What you have to do
Only the lines with the string "Configuration" are needed; return each of them from the entries below.

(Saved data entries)
- - -

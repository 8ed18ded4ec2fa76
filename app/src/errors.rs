// chat_orders/src/errors.rs

use actix_web::{HttpResponse, ResponseError};
use serde_json::json;
use stepflow::FlowError;
use thiserror::Error;

#[derive(Debug, Error)]
pub enum AppError {
  #[error("Validation Error: {0}")]
  Validation(String),

  /// The caller could not be identified.
  #[error("Authentication Failed: {0}")]
  Auth(String),

  /// The caller is known but does not own the resource.
  #[error("Forbidden: {0}")]
  Forbidden(String),

  #[error("Resource Not Found: {0}")]
  NotFound(String),

  /// The order is in a status that does not allow the requested change.
  #[error("Invalid State: {0}")]
  InvalidState(String),

  /// Unique constraint hit while creating a row. Recovered from locally by the cart service.
  #[error("Conflict: {0}")]
  Conflict(String),

  #[error("External Service Error: {0}")]
  ExternalService(String),

  #[error("Notification Error: {0}")]
  Notification(String),

  #[error("Webhook Authenticity Error: {0}")]
  Authenticity(String),

  #[error("Configuration Error: {0}")]
  Config(String),

  #[error("Database Error: {0}")]
  Sqlx(#[from] sqlx::Error),

  #[error("Workflow Error: {source}")]
  Workflow {
    #[from]
    source: FlowError,
  },

  #[error("Internal Server Error: {0}")]
  Internal(String),
}

impl From<anyhow::Error> for AppError {
  fn from(err: anyhow::Error) -> Self {
    match err.downcast::<sqlx::Error>() {
      Ok(sqlx_err) => AppError::Sqlx(sqlx_err),
      Err(other) => AppError::Internal(other.to_string()),
    }
  }
}

impl ResponseError for AppError {
  fn status_code(&self) -> actix_web::http::StatusCode {
    use actix_web::http::StatusCode;
    match self {
      AppError::Validation(_) | AppError::Authenticity(_) => StatusCode::BAD_REQUEST,
      AppError::Auth(_) => StatusCode::UNAUTHORIZED,
      AppError::Forbidden(_) => StatusCode::FORBIDDEN,
      AppError::NotFound(_) => StatusCode::NOT_FOUND,
      AppError::InvalidState(_) | AppError::Conflict(_) => StatusCode::CONFLICT,
      AppError::ExternalService(_) => StatusCode::BAD_GATEWAY,
      AppError::Notification(_)
      | AppError::Config(_)
      | AppError::Sqlx(_)
      | AppError::Workflow { .. }
      | AppError::Internal(_) => StatusCode::INTERNAL_SERVER_ERROR,
    }
  }

  fn error_response(&self) -> HttpResponse {
    tracing::error!(application_error = %self, "Responding with error");
    let body = match self {
      AppError::Validation(m)
      | AppError::Auth(m)
      | AppError::Forbidden(m)
      | AppError::NotFound(m)
      | AppError::InvalidState(m)
      | AppError::Conflict(m)
      | AppError::ExternalService(m) => json!({"error": m}),
      AppError::Authenticity(_) => json!({"error": "Webhook signature verification failed"}),
      AppError::Notification(m) => json!({"error": "Notification failed", "detail": m}),
      AppError::Config(m) => json!({"error": "Configuration issue", "detail": m}),
      AppError::Sqlx(_) => json!({"error": "Database operation failed"}),
      AppError::Workflow { source } => {
        tracing::error!(flow_error_source = ?source, "Workflow error details");
        json!({"error": "Workflow processing error", "detail": source.to_string()})
      }
      AppError::Internal(m) => json!({"error": "An internal error occurred", "detail": m}),
    };
    HttpResponse::build(self.status_code()).json(body)
  }
}

pub type Result<T, E = AppError> = std::result::Result<T, E>;
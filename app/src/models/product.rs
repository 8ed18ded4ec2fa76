// chat_orders/src/models/product.rs

use chrono::{DateTime, Utc};
use serde::{Deserialize, Serialize};
use sqlx::FromRow;
use uuid::Uuid;

#[derive(Debug, Clone, PartialEq, Serialize, FromRow)]
#[serde(rename_all = "camelCase")]
pub struct Product {
  pub id: Uuid,
  pub name: String,
  pub description: Option<String>,
  pub price_cents: i64,
  pub category: String,
  /// Portion size, read together with `units` ("1 sandwich", "12 oz").
  pub quantity: i32,
  pub units: String,
  pub created_at: DateTime<Utc>,
  pub updated_at: DateTime<Utc>,
}

#[derive(Debug, Clone, Copy, PartialEq, Eq, Serialize, Deserialize)]
#[serde(rename_all = "lowercase")]
pub enum Category {
  Breakfast,
  Entree,
  Sandwich,
  Flatbread,
  Dessert,
}

impl Category {
  pub const ALL: [Category; 5] = [
    Category::Breakfast,
    Category::Entree,
    Category::Sandwich,
    Category::Flatbread,
    Category::Dessert,
  ];

  pub fn as_str(self) -> &'static str {
    match self {
      Category::Breakfast => "breakfast",
      Category::Entree => "entree",
      Category::Sandwich => "sandwich",
      Category::Flatbread => "flatbread",
      Category::Dessert => "dessert",
    }
  }

  /// `None` for anything outside the allow-list; callers drop the filter in that case.
  pub fn parse(raw: &str) -> Option<Category> {
    let needle = raw.trim().to_lowercase();
    Category::ALL.into_iter().find(|c| c.as_str() == needle)
  }
}

/// Catalog query. Every field narrows the result; an empty filter returns the whole menu.
#[derive(Debug, Clone, Default, PartialEq)]
pub struct MenuFilter {
  pub category: Option<Category>,
  pub min_price_cents: Option<i64>,
  pub max_price_cents: Option<i64>,
  /// Case-insensitive substring of the product name.
  pub name: Option<String>,
}

impl MenuFilter {
  /// Builds a filter from loosely-typed input. Unknown categories are dropped, prices are
  /// dollars and only count when positive, blank names are ignored.
  pub fn from_loose(category: Option<&str>, min_price: Option<f64>, max_price: Option<f64>, name: Option<&str>) -> Self {
    let to_cents = |dollars: Option<f64>| {
      dollars
        .filter(|d| d.is_finite() && *d > 0.0)
        .map(|d| (d * 100.0).round() as i64)
    };
    Self {
      category: category.and_then(Category::parse),
      min_price_cents: to_cents(min_price),
      max_price_cents: to_cents(max_price),
      name: name.map(str::trim).filter(|n| !n.is_empty()).map(str::to_string),
    }
  }

  pub fn matches(&self, product: &Product) -> bool {
    if let Some(category) = self.category {
      if product.category != category.as_str() {
        return false;
      }
    }
    if let Some(min) = self.min_price_cents {
      if product.price_cents < min {
        return false;
      }
    }
    if let Some(max) = self.max_price_cents {
      if product.price_cents > max {
        return false;
      }
    }
    if let Some(name) = &self.name {
      if !product.name.to_lowercase().contains(&name.to_lowercase()) {
        return false;
      }
    }
    true
  }
}
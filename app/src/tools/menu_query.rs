// chat_orders/src/tools/menu_query.rs

use super::Tool;
use crate::errors::Result;
use crate::models::{format_cents, MenuFilter, Product};
use crate::state::AppState;
use serde::Deserialize;

pub const NO_RESULTS_TEXT: &str = "No menu items found matching your criteria.";

#[derive(Debug, Default, Deserialize)]
#[serde(rename_all = "camelCase", deny_unknown_fields)]
pub struct MenuQueryArgs {
  pub category: Option<String>,
  pub min_price: Option<f64>,
  pub max_price: Option<f64>,
  pub name: Option<String>,
}

impl MenuQueryArgs {
  pub fn to_filter(&self) -> MenuFilter {
    MenuFilter::from_loose(
      self.category.as_deref(),
      self.min_price,
      self.max_price,
      self.name.as_deref(),
    )
  }
}

pub fn format_menu_line(product: &Product) -> String {
  let mut line = format!(
    "* {} (${}): {} {}",
    product.name,
    format_cents(product.price_cents),
    product.quantity,
    product.units
  );
  if let Some(description) = product.description.as_deref().filter(|d| !d.is_empty()) {
    line.push_str(" — ");
    line.push_str(description);
  }
  line
}

pub fn format_menu(products: &[Product]) -> String {
  if products.is_empty() {
    return NO_RESULTS_TEXT.to_string();
  }
  products.iter().map(format_menu_line).collect::<Vec<_>>().join("\n")
}

pub async fn run(state: &AppState, args: MenuQueryArgs) -> Result<String> {
  tracing::debug!(tool = Tool::MenuQuery.name(), ?args, "Querying menu.");
  let products = state.catalog.search(&args.to_filter()).await?;
  Ok(format_menu(&products))
}

#[cfg(test)]
mod tests {
  use super::*;
  use crate::errors::AppError;
  use crate::tools::parse_args;
  use chrono::Utc;
  use uuid::Uuid;

  fn product(description: Option<&str>) -> Product {
    Product {
      id: Uuid::new_v4(),
      name: "Egg Sandwich".to_string(),
      description: description.map(str::to_string),
      price_cents: 950,
      category: "sandwich".to_string(),
      quantity: 1,
      units: "sandwich".to_string(),
      created_at: Utc::now(),
      updated_at: Utc::now(),
    }
  }

  #[test]
  fn formats_line_with_and_without_description() {
    assert_eq!(
      format_menu_line(&product(Some("Fried egg on brioche"))),
      "* Egg Sandwich ($9.50): 1 sandwich — Fried egg on brioche"
    );
    assert_eq!(format_menu_line(&product(None)), "* Egg Sandwich ($9.50): 1 sandwich");
  }

  #[test]
  fn empty_result_uses_fixed_text() {
    assert_eq!(format_menu(&[]), NO_RESULTS_TEXT);
  }

  #[test]
  fn rejects_unknown_fields_and_wrong_types() {
    let unknown = parse_args::<MenuQueryArgs>(Tool::MenuQuery, serde_json::json!({"colour": "red"}));
    assert!(matches!(unknown, Err(AppError::Validation(_))));
    let wrong_type = parse_args::<MenuQueryArgs>(Tool::MenuQuery, serde_json::json!({"maxPrice": "cheap"}));
    assert!(matches!(wrong_type, Err(AppError::Validation(_))));
  }

  #[test]
  fn null_args_mean_no_filters() {
    let args = parse_args::<MenuQueryArgs>(Tool::MenuQuery, serde_json::Value::Null).unwrap();
    assert_eq!(args.to_filter(), MenuFilter::default());
  }
}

- - -

Answer section
  #[error("Configuration Error: {0}")]
      AppError::Config(m) => json!({"error": "Configuration issue", "detail": m}),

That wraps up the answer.